L'homme s'est accroché à des souvenirs fragmentés du monde d'avant, de Green Summers et de sa femme, la mère du garçon, qui avait choisi de mettre fin à ses jours plutôt que de faire face aux horreurs inévitables de cette nouvelle existence. Ces souvenirs étaient doux-amers, contrastant avec la dure réalité de leur présent. Le garçon, qui n'avait connu que ce monde étouffé par les cendres, était un symbole d'innocence et de compassion, exhortant souvent son père à aider des étrangers, même lorsque de tels actes comportaient d'immenses risques. Il était le « feu » dont parlait son père, l'incarnation de la bonté qu'ils essayaient désespérément de perpétuer.
Ils ont eu un aperçu de l'horreur qui régnait sur les routes : un sous-sol rempli de captifs humains, gardés comme bétail par un gang brutal ; l'apparition soudaine et terrifiante d'un agent de la route qui s'est jeté sur le garçon, pour se faire tirer dessus par l'homme.

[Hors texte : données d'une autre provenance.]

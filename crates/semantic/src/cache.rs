use async_trait::async_trait;
use lru::LruCache;
use std::num::NonZeroUsize;
use std::sync::{Arc, Mutex, MutexGuard};

use crate::{Embedder, SemanticError};

/// Memoizes query embeddings in a bounded LRU keyed by the exact query text.
///
/// Popular searches repeat often; a hit skips the model round-trip entirely.
/// Errors are never cached.
pub struct CachedEmbedder {
    inner: Arc<dyn Embedder>,
    cache: Mutex<LruCache<String, Vec<f32>>>,
}

impl CachedEmbedder {
    /// Wraps `inner`. A `capacity` of zero is bumped to one.
    pub fn new(inner: Arc<dyn Embedder>, capacity: usize) -> Self {
        let capacity = NonZeroUsize::new(capacity).unwrap_or(NonZeroUsize::MIN);
        Self {
            inner,
            cache: Mutex::new(LruCache::new(capacity)),
        }
    }

    pub fn len(&self) -> usize {
        self.lock().len()
    }

    pub fn is_empty(&self) -> bool {
        self.lock().is_empty()
    }

    fn lock(&self) -> MutexGuard<'_, LruCache<String, Vec<f32>>> {
        self.cache.lock().unwrap_or_else(|poisoned| poisoned.into_inner())
    }
}

#[async_trait]
impl Embedder for CachedEmbedder {
    async fn embed(&self, text: &str) -> Result<Vec<f32>, SemanticError> {
        let hit = self.lock().get(text).cloned();
        if let Some(hit) = hit {
            return Ok(hit);
        }
        let vector = self.inner.embed(text).await?;
        self.lock().put(text.to_owned(), vector.clone());
        Ok(vector)
    }

    async fn embed_batch(&self, texts: &[&str]) -> Result<Vec<Vec<f32>>, SemanticError> {
        self.inner.embed_batch(texts).await
    }

    fn model_name(&self) -> &str {
        self.inner.model_name()
    }

    fn dimension(&self) -> Option<usize> {
        self.inner.dimension()
    }
}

Chaque rencontre, chaque évasion de justesse ont ébranlé la fragile innocence du garçon, ce qui l'a amené à se demander s'ils étaient, eux aussi, en train de devenir comme des « méchants ». L'homme, bien qu'endurci par la nécessité, a dû faire face à ces dilemmes moraux, sachant que chaque acte de survie, aussi brutal soit-il, était pour son fils.
Alors qu'ils se dirigeaient vers la côte, une destination sans promesse, la toux de l'homme s'aggravait, ses forces diminuaient à chaque pas laborieux. Il savait que son temps était compté. Il a essayé de préparer le garçon, de lui inculquer la résilience et la force morale nécessaires pour continuer seul. Il a parlé de porter le feu, d'être bon, de trouver d'autres bonnes personnes, même si le monde qui les entoure n'offrait guère de preuves d'une telle possibilité.
Finalement, sur la plage déserte, l'homme a succombé. Le garçon est resté avec lui pendant trois jours, petit personnage solitaire dans un monde de gris infini, avant de partir seul, tenant son pistolet. C'est alors, dans son isolement le plus total, qu'il a rencontré une autre famille : un homme, une femme et deux enfants. C'étaient de « bons gars » qui portaient le feu, et après un moment de profonde incertitude, le garçon a choisi de leur faire confiance. Il a rejoint leur petite caravane, abordant un avenir incertain, portant le poids de l'amour de son père et la fragile flamme de l'humanité qui sommeille en lui.